Urban Pacific, a workforce housing real estate developer, focuses on this “missing middle” in an innovative way by pairing private capital with new-construction workforce housing, called Urban Town House (“UTH”). And Scott is perfectly placed at the helm with his long background in both affordable and market rate housing.

 

One of Urban Pacific’s latest projects is a UTH located in Fullerton in Southern California. “Right now, the primary conversations in the workforce housing space are about taking older existing apartment assets, capitalizing them, rehabbing and managing them to maintain existing rent levels and to keep middle income families in those units,” Scott says. “UTH stands apart.”
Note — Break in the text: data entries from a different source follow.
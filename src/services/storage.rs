use crate::{
    config::Config,
    error::{AppError, Result},
    utils::image::{decode_base64, ImageFormat, ImagePayload},
};
use async_trait::async_trait;
use reqwest::Client;
use std::path::{Component, Path, PathBuf};
use std::time::Duration;
use tracing::{debug, info, warn};
use uuid::Uuid;

/// Public URL prefix under which stored files are served
pub const PUBLIC_PREFIX: &str = "/uploads";

#[async_trait]
pub trait FileStorage: Send + Sync {
    /// Stores the image under `directory` and returns its public path.
    async fn store(&self, image: &ImagePayload, directory: &str) -> Result<String>;

    /// Removes a previously stored file. Missing files are not an error.
    async fn delete(&self, path: &str) -> Result<()>;
}

/// 本地磁盘存储
#[derive(Clone)]
pub struct LocalFileStorage {
    root: PathBuf,
    http_client: Client,
    max_upload_size: usize,
}

impl LocalFileStorage {
    pub fn new(config: &Config) -> Result<Self> {
        let http_client = Client::builder()
            .connect_timeout(Duration::from_secs(config.image_download_timeout_secs))
            .timeout(Duration::from_secs(config.image_download_timeout_secs))
            .build()?;

        Ok(Self {
            root: PathBuf::from(&config.upload_dir),
            http_client,
            max_upload_size: config.max_upload_size,
        })
    }

    pub fn root(&self) -> &Path {
        &self.root
    }

    async fn download(&self, url: &url::Url) -> Result<(Vec<u8>, ImageFormat)> {
        debug!("Downloading image from {}", url);

        let mut response = self.http_client.get(url.clone()).send().await?;
        if !response.status().is_success() {
            return Err(AppError::ExternalService(format!(
                "image download from {} failed with status {}",
                url,
                response.status()
            )));
        }

        let format = response
            .headers()
            .get(reqwest::header::CONTENT_TYPE)
            .and_then(|value| value.to_str().ok())
            .map(ImageFormat::from_mime_type)
            .unwrap_or(ImageFormat::Jpeg);

        if response
            .content_length()
            .map_or(false, |length| length > self.max_upload_size as u64)
        {
            return Err(self.too_large());
        }

        // content-length is optional
        let mut bytes = Vec::new();
        while let Some(chunk) = response.chunk().await? {
            if bytes.len() + chunk.len() > self.max_upload_size {
                warn!("Aborted download from {} past {} bytes", url, self.max_upload_size);
                return Err(self.too_large());
            }
            bytes.extend_from_slice(&chunk);
        }
        Ok((bytes, format))
    }

    fn too_large(&self) -> AppError {
        AppError::FileUpload(format!(
            "image exceeds the {} byte upload limit",
            self.max_upload_size
        ))
    }

    async fn write(&self, directory: &str, bytes: &[u8], format: ImageFormat) -> Result<String> {
        if bytes.is_empty() {
            return Err(AppError::FileUpload("image payload is empty".to_string()));
        }
        if bytes.len() > self.max_upload_size {
            return Err(self.too_large());
        }

        let relative_dir = safe_relative(directory)?;
        let filename = format!("{}.{}", Uuid::new_v4(), format.to_extension());
        let target_dir = self.root.join(&relative_dir);

        tokio::fs::create_dir_all(&target_dir).await?;
        tokio::fs::write(target_dir.join(&filename), bytes).await?;

        let public_path = format!("{}/{}/{}", PUBLIC_PREFIX, directory.trim_matches('/'), filename);
        info!("Stored {} bytes at {}", bytes.len(), public_path);
        Ok(public_path)
    }
}

#[async_trait]
impl FileStorage for LocalFileStorage {
    async fn store(&self, image: &ImagePayload, directory: &str) -> Result<String> {
        let (bytes, format) = match image {
            ImagePayload::DataUrl { mime_type, data } => (
                decode_base64(data).map_err(AppError::FileUpload)?,
                ImageFormat::from_mime_type(mime_type),
            ),
            ImagePayload::RawBase64(data) => {
                (decode_base64(data).map_err(AppError::FileUpload)?, ImageFormat::Jpeg)
            }
            ImagePayload::HttpUrl(url) => self.download(url).await?,
            ImagePayload::BlobRef(reference) => {
                return Err(AppError::FileUpload(format!(
                    "blob URL '{}' can only be resolved by the browser",
                    reference
                )))
            }
            ImagePayload::Invalid(reason) => {
                return Err(AppError::FileUpload(format!("unusable image payload: {}", reason)))
            }
        };

        self.write(directory, &bytes, format).await
    }

    async fn delete(&self, path: &str) -> Result<()> {
        let relative = path
            .strip_prefix(PUBLIC_PREFIX)
            .unwrap_or(path)
            .trim_start_matches('/');
        let target = self.root.join(safe_relative(relative)?);

        match tokio::fs::remove_file(&target).await {
            Ok(()) => {
                info!("Deleted stored file {}", target.display());
                Ok(())
            }
            Err(e) if e.kind() == std::io::ErrorKind::NotFound => {
                warn!("Stored file {} was already gone", target.display());
                Ok(())
            }
            Err(e) => Err(e.into()),
        }
    }
}

/// Rejects absolute paths and parent-directory hops.
fn safe_relative(path: &str) -> Result<PathBuf> {
    let candidate = Path::new(path.trim_matches('/'));
    let escapes = candidate
        .components()
        .any(|component| !matches!(component, Component::Normal(_)));

    if escapes || candidate.as_os_str().is_empty() {
        return Err(AppError::BadRequest(format!("invalid storage path '{}'", path)));
    }
    Ok(candidate.to_path_buf())
}

#[cfg(test)]
mod tests {
    use super::*;

    fn storage() -> LocalFileStorage {
        let dir = std::env::temp_dir().join(format!("pixelgram-storage-{}", Uuid::new_v4()));
        let config = Config {
            upload_dir: dir.to_string_lossy().to_string(),
            max_upload_size: 16,
            ..Config::default()
        };
        LocalFileStorage::new(&config).unwrap()
    }

    #[test]
    fn test_safe_relative() {
        assert!(safe_relative("posts/1").is_ok());
        assert!(safe_relative("/posts/1/").is_ok());
        assert!(safe_relative("../etc").is_err());
        assert!(safe_relative("posts/../../etc").is_err());
        assert!(safe_relative("").is_err());
    }

    #[tokio::test]
    async fn test_store_data_url_uses_mime_extension() {
        let storage = storage();
        let payload = ImagePayload::classify("data:image/png;base64,aGVsbG8=");

        let path = storage.store(&payload, "posts/1").await.unwrap();
        assert!(path.starts_with("/uploads/posts/1/"));
        assert!(path.ends_with(".png"));

        let on_disk = storage.root().join(path.trim_start_matches("/uploads/"));
        assert_eq!(tokio::fs::read(&on_disk).await.unwrap(), b"hello");

        storage.delete(&path).await.unwrap();
        assert!(!on_disk.exists());
        // second delete is a no-op
        storage.delete(&path).await.unwrap();
    }

    #[tokio::test]
    async fn test_store_raw_base64_defaults_to_jpg() {
        let storage = storage();
        let path = storage
            .store(&ImagePayload::RawBase64("aGVsbG8=".to_string()), "profiles/3")
            .await
            .unwrap();
        assert!(path.ends_with(".jpg"));
    }

    #[tokio::test]
    async fn test_rejects_unfetchable_and_oversized_payloads() {
        let storage = storage();

        let blob = ImagePayload::BlobRef("blob:http://localhost/1".to_string());
        assert!(matches!(storage.store(&blob, "posts/1").await, Err(AppError::FileUpload(_))));

        let invalid = ImagePayload::Invalid("garbage".to_string());
        assert!(matches!(storage.store(&invalid, "posts/1").await, Err(AppError::FileUpload(_))));

        // 24 decoded bytes, limit is 16
        let big = ImagePayload::RawBase64("YWFhYWFhYWFhYWFhYWFhYWFhYWFhYWFh".to_string());
        assert!(matches!(storage.store(&big, "posts/1").await, Err(AppError::FileUpload(_))));
    }

    #[tokio::test]
    async fn test_delete_refuses_escaping_paths() {
        let storage = storage();
        assert!(storage.delete("/uploads/../secret.txt").await.is_err());
    }
}
use anyhow::Context;
use serde::{Deserialize, Serialize};
use std::env;

#[derive(Debug, Clone, Serialize, Deserialize)]
pub struct Config {
    // Server configuration
    pub server_host: String,
    pub server_port: u16,
    pub environment: String,
    pub log_level: String,
    pub log_format: String,

    // Database configuration
    pub database_url: String,
    pub database_max_connections: u32,

    // Authentication configuration
    pub jwt_secret: String,
    pub jwt_expiry_hours: i64,

    // Storage configuration
    pub upload_dir: String,
    pub max_upload_size: usize,
    pub image_download_timeout_secs: u64,

    // Content settings
    pub max_comment_length: usize,
    pub max_message_length: usize,
    pub max_bio_length: usize,
    pub chat_history_limit: i64,
    pub notification_preview_length: usize,
    pub tagging_suggestion_limit: i64,

    // Rate limiting
    pub rate_limit_requests: u32,

    // CORS configuration
    pub cors_allowed_origins: String,
}

impl Default for Config {
    fn default() -> Self {
        Self {
            server_host: "0.0.0.0".to_string(),
            server_port: 8080,
            environment: "development".to_string(),
            log_level: "pixelgram=debug,tower_http=debug".to_string(),
            log_format: "text".to_string(),

            database_url: "sqlite://pixelgram.db?mode=rwc".to_string(),
            database_max_connections: 10,

            jwt_secret: "pixelgram-development-secret".to_string(),
            jwt_expiry_hours: 24,

            upload_dir: "uploads".to_string(),
            max_upload_size: 10 * 1024 * 1024,
            image_download_timeout_secs: 5,

            max_comment_length: 2200,
            max_message_length: 5000,
            max_bio_length: 150,
            chat_history_limit: 100,
            notification_preview_length: 50,
            tagging_suggestion_limit: 10,

            rate_limit_requests: 100,

            cors_allowed_origins: "*".to_string(),
        }
    }
}

impl Config {
    pub fn from_env() -> anyhow::Result<Self> {
        let defaults = Self::default();

        Ok(Config {
            server_host: env::var("SERVER_HOST").unwrap_or(defaults.server_host),
            server_port: env::var("SERVER_PORT")
                .unwrap_or_else(|_| "8080".to_string())
                .parse()?,
            environment: env::var("ENVIRONMENT").unwrap_or(defaults.environment),
            log_level: env::var("LOG_LEVEL").unwrap_or(defaults.log_level),
            log_format: env::var("LOG_FORMAT").unwrap_or(defaults.log_format),

            database_url: env::var("DATABASE_URL").unwrap_or(defaults.database_url),
            database_max_connections: env::var("DATABASE_MAX_CONNECTIONS")
                .unwrap_or_else(|_| "10".to_string())
                .parse()?,

            jwt_secret: env::var("JWT_SECRET").context("JWT_SECRET must be set")?,
            jwt_expiry_hours: env::var("JWT_EXPIRY_HOURS")
                .unwrap_or_else(|_| "24".to_string())
                .parse()?,

            upload_dir: env::var("UPLOAD_DIR").unwrap_or(defaults.upload_dir),
            max_upload_size: env::var("MAX_UPLOAD_SIZE")
                .unwrap_or_else(|_| "10485760".to_string())
                .parse()?,
            image_download_timeout_secs: env::var("IMAGE_DOWNLOAD_TIMEOUT_SECS")
                .unwrap_or_else(|_| "5".to_string())
                .parse()?,

            max_comment_length: env::var("MAX_COMMENT_LENGTH")
                .unwrap_or_else(|_| "2200".to_string())
                .parse()?,
            max_message_length: env::var("MAX_MESSAGE_LENGTH")
                .unwrap_or_else(|_| "5000".to_string())
                .parse()?,
            max_bio_length: env::var("MAX_BIO_LENGTH")
                .unwrap_or_else(|_| "150".to_string())
                .parse()?,
            chat_history_limit: env::var("CHAT_HISTORY_LIMIT")
                .unwrap_or_else(|_| "100".to_string())
                .parse()?,
            notification_preview_length: env::var("NOTIFICATION_PREVIEW_LENGTH")
                .unwrap_or_else(|_| "50".to_string())
                .parse()?,
            tagging_suggestion_limit: env::var("TAGGING_SUGGESTION_LIMIT")
                .unwrap_or_else(|_| "10".to_string())
                .parse()?,

            rate_limit_requests: env::var("RATE_LIMIT_REQUESTS")
                .unwrap_or_else(|_| "100".to_string())
                .parse()?,

            cors_allowed_origins: env::var("CORS_ALLOWED_ORIGINS")
                .unwrap_or(defaults.cors_allowed_origins),
        })
    }

    pub fn is_production(&self) -> bool {
        self.environment == "production"
    }

    pub fn is_development(&self) -> bool {
        self.environment == "development"
    }

    pub fn server_addr(&self) -> String {
        format!("{}:{}", self.server_host, self.server_port)
    }
}

#[cfg(test)]
mod tests {
    use super::*;

    #[test]
    fn test_default_config_is_development() {
        let config = Config::default();
        assert!(config.is_development());
        assert!(!config.is_production());
        assert_eq!(config.jwt_expiry_hours, 24);
        assert_eq!(config.chat_history_limit, 100);
        assert_eq!(config.notification_preview_length, 50);
    }

    #[test]
    fn test_server_addr() {
        let config = Config {
            server_host: "127.0.0.1".to_string(),
            server_port: 9000,
            ..Config::default()
        };
        assert_eq!(config.server_addr(), "127.0.0.1:9000");
    }
}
The three-story townhouse rental product is 1,750 square feet with five bedrooms and four bathrooms. There’s two-car garage access on the ground floor. One of the bedrooms is also on the ground floor. The design makes for perfect multi-generational living.

 

Fits the Market

According to Pew Research 20 percent, or 1 in 5, Americans lives in a multigenerational household. That’s up from 12 percent back in 1980 and just about where this country was in 1950. Choppin understands that the time is right for his company’s product, particularly in his region.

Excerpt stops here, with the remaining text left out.